#### [Try it]
First find the line with "exams WHERE room_id" in the entries below, then set down exactly every line through the line with "pub mod preferences;", that line included.
"""
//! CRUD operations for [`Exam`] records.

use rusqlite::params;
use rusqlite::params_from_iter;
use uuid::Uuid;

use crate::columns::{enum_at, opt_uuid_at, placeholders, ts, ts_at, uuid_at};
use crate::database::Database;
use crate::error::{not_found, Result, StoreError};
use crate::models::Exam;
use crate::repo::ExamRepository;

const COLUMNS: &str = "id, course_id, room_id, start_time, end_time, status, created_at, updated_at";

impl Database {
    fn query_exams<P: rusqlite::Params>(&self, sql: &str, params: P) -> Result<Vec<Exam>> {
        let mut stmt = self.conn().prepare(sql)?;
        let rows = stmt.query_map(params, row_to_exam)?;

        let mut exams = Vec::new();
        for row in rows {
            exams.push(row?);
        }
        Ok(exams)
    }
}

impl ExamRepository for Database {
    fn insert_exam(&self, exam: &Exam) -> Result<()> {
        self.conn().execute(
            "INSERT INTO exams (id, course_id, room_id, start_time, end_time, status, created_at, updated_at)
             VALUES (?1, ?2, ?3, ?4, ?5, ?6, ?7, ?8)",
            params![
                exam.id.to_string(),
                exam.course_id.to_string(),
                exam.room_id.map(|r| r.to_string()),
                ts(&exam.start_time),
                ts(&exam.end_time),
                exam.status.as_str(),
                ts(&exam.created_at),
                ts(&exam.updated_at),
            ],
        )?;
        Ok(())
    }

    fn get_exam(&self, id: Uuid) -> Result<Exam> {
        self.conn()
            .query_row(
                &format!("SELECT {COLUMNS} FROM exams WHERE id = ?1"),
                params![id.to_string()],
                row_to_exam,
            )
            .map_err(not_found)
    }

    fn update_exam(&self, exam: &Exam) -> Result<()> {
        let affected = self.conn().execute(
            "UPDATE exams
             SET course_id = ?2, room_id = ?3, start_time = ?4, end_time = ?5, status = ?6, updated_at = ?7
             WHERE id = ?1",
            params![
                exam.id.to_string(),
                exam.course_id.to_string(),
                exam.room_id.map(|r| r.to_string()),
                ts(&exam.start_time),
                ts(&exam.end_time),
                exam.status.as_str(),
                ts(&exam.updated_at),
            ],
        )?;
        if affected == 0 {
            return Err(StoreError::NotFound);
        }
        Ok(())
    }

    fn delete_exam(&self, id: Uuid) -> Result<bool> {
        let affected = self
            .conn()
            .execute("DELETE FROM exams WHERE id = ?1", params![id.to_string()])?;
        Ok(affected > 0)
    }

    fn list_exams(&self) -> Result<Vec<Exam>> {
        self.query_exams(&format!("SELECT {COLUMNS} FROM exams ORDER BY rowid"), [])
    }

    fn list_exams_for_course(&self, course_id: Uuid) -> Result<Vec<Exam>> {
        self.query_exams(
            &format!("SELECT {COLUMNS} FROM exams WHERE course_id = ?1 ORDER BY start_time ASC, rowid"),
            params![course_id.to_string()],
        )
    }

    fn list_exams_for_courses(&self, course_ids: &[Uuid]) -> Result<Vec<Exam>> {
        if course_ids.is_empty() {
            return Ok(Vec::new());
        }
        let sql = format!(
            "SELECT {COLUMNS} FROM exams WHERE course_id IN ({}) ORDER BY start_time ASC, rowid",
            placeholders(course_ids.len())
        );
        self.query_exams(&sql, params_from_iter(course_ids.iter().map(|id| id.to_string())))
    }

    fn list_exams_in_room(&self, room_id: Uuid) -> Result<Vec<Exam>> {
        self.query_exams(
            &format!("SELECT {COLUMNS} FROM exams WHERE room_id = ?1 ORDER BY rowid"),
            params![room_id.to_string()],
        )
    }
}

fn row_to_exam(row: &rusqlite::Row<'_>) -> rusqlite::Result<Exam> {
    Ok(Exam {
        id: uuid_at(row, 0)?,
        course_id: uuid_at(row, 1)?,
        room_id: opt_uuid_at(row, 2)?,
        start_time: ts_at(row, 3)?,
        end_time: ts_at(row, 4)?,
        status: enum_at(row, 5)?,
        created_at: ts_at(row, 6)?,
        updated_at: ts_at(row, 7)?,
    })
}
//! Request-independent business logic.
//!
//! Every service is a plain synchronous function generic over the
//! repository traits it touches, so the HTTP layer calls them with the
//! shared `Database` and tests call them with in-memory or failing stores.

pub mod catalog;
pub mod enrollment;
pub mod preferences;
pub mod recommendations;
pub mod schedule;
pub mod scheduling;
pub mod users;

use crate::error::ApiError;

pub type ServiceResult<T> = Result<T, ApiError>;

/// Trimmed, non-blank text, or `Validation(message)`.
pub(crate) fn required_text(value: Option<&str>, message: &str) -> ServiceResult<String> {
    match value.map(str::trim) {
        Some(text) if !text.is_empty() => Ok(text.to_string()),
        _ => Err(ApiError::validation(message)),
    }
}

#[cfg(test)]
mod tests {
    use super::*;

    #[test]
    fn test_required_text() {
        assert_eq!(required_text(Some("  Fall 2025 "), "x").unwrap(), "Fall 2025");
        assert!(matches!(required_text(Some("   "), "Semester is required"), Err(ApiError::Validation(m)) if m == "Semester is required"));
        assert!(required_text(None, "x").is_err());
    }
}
"""
#### [Exercise answer]
            &format!("SELECT {COLUMNS} FROM exams WHERE room_id = ?1 ORDER BY rowid"),
            params![room_id.to_string()],
        )
    }
}

fn row_to_exam(row: &rusqlite::Row<'_>) -> rusqlite::Result<Exam> {
    Ok(Exam {
        id: uuid_at(row, 0)?,
        course_id: uuid_at(row, 1)?,
        room_id: opt_uuid_at(row, 2)?,
        start_time: ts_at(row, 3)?,
        end_time: ts_at(row, 4)?,
        status: enum_at(row, 5)?,
        created_at: ts_at(row, 6)?,
        updated_at: ts_at(row, 7)?,
    })
}
//! Request-independent business logic.
//!
//! Every service is a plain synchronous function generic over the
//! repository traits it touches, so the HTTP layer calls them with the
//! shared `Database` and tests call them with in-memory or failing stores.

pub mod catalog;
pub mod enrollment;
pub mod preferences;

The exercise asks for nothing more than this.